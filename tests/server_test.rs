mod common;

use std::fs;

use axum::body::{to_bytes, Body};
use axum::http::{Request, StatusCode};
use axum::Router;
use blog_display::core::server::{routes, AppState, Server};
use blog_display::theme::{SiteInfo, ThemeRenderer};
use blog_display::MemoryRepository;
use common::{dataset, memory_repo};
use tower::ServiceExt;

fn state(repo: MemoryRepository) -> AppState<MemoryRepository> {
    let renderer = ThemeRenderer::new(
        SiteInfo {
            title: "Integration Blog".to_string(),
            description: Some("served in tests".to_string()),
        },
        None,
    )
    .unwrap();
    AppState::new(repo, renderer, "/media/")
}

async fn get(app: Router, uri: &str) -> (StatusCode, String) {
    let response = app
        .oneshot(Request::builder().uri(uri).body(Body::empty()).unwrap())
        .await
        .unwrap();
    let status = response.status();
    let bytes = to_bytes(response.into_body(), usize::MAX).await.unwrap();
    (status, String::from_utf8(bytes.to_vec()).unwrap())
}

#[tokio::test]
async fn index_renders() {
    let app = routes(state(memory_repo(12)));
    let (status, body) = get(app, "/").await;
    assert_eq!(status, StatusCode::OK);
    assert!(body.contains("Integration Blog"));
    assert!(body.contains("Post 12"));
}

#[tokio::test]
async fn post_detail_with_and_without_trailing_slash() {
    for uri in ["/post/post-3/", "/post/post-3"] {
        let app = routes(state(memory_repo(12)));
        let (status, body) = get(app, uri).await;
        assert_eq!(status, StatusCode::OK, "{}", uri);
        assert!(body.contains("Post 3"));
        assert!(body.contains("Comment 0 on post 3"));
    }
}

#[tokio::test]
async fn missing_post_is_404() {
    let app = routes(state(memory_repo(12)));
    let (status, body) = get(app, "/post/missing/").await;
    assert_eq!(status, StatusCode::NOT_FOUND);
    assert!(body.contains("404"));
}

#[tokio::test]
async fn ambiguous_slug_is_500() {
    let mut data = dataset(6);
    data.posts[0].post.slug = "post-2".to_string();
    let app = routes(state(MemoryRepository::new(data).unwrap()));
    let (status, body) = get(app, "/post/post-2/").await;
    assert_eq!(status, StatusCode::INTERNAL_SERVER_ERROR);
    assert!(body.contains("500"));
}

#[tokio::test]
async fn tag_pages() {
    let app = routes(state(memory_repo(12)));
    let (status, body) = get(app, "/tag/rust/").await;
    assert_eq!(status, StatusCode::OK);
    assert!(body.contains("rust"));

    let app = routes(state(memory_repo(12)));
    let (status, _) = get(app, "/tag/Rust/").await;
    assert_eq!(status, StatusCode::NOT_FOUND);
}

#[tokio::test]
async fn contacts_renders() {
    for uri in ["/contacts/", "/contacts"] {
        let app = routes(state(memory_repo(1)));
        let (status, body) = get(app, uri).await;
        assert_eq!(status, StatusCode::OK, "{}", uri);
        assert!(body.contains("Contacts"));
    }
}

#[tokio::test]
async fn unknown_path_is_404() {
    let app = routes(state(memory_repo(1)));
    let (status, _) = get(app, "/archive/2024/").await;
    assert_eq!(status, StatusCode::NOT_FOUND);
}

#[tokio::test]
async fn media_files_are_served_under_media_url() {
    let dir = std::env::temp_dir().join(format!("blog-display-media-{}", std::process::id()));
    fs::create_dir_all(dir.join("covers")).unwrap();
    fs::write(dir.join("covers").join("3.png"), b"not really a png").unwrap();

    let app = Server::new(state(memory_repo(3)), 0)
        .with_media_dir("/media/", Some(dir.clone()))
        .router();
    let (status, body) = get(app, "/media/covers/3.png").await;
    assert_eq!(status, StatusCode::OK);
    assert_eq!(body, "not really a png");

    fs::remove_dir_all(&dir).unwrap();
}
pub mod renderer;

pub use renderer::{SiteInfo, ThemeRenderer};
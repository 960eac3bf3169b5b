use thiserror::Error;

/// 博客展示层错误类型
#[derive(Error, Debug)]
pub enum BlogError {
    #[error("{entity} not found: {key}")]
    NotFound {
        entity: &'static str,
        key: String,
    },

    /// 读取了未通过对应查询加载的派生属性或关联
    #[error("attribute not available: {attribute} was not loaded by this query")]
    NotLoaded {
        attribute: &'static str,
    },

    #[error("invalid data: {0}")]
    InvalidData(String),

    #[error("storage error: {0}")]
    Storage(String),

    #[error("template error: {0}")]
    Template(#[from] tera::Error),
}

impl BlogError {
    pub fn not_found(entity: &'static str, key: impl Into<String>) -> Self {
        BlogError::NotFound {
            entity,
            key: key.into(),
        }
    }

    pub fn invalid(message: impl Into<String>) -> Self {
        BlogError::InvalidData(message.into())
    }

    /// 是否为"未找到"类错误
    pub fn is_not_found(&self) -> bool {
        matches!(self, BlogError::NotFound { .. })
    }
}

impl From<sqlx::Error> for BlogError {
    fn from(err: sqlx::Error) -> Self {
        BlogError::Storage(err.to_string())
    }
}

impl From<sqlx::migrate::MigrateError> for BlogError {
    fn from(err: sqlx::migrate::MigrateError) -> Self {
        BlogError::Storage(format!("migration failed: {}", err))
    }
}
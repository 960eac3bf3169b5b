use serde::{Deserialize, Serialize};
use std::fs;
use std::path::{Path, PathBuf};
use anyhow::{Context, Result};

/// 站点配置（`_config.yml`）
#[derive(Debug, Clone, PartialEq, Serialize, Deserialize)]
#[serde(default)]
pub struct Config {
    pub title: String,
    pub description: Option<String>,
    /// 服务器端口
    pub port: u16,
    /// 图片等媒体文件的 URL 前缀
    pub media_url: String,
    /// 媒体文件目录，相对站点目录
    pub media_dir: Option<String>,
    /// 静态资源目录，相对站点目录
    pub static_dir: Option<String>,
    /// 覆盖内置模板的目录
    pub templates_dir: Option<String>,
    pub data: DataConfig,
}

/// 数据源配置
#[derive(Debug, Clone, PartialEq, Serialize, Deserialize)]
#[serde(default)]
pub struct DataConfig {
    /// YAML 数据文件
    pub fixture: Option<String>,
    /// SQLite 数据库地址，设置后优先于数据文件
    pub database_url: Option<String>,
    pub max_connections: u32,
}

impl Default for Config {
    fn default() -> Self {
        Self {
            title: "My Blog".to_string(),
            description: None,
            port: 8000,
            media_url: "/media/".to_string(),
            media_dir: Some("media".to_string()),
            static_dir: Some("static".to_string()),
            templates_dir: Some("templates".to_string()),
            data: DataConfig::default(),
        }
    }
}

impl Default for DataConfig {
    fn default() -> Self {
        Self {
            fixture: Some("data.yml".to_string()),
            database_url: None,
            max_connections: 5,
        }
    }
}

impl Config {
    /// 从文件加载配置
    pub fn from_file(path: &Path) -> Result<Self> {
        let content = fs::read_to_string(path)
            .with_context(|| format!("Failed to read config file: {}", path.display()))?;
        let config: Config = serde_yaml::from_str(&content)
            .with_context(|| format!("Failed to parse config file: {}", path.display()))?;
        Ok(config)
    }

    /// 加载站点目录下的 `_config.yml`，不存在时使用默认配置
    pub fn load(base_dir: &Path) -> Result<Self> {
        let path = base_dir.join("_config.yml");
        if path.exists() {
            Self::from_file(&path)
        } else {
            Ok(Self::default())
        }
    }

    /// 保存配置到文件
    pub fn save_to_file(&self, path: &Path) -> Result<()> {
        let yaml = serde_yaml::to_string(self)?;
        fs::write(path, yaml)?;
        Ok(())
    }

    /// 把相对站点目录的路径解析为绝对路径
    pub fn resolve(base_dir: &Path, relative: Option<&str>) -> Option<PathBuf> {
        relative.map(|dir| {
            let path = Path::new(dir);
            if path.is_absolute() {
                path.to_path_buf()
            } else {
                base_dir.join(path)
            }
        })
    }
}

---

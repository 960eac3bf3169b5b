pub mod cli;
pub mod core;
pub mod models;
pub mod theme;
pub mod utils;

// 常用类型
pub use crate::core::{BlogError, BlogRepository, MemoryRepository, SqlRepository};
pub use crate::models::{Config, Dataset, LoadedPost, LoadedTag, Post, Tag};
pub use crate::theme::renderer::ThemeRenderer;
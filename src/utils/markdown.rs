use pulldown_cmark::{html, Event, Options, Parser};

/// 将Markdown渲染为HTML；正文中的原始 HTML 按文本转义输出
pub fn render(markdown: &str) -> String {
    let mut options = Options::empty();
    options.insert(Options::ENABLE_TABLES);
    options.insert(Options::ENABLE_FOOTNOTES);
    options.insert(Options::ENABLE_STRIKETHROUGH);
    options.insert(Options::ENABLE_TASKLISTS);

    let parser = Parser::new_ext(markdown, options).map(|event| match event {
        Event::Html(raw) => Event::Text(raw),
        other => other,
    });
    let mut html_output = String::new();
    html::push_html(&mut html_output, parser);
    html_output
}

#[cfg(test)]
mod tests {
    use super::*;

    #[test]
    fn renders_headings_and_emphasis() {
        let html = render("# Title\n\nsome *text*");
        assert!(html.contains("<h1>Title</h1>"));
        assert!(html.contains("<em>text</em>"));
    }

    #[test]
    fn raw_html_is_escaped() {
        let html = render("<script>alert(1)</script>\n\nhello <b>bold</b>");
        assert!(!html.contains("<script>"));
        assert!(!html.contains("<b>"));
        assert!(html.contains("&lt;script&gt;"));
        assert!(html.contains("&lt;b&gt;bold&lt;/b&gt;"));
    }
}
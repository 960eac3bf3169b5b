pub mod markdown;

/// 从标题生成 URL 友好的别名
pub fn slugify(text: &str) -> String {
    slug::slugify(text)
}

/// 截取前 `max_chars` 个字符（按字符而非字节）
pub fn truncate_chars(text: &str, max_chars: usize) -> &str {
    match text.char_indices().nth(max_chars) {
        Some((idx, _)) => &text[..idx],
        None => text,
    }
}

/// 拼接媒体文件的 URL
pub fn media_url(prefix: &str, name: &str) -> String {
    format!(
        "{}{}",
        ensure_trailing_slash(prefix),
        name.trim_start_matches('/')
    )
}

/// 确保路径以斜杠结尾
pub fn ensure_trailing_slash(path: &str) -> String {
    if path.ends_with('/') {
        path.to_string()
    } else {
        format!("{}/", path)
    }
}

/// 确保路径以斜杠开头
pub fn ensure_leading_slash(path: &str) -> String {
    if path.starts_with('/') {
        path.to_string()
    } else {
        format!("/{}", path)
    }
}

— Problem —
Show the lines above that include "BlogError".

— Answer space —
pub enum BlogError {
impl BlogError {
        BlogError::NotFound {
        BlogError::InvalidData(message.into())
        matches!(self, BlogError::NotFound { .. })
impl From<sqlx::Error> for BlogError {
        BlogError::Storage(err.to_string())
impl From<sqlx::migrate::MigrateError> for BlogError {
        BlogError::Storage(format!("migration failed: {}", err))
pub use crate::core::{BlogError, BlogRepository, MemoryRepository, SqlRepository};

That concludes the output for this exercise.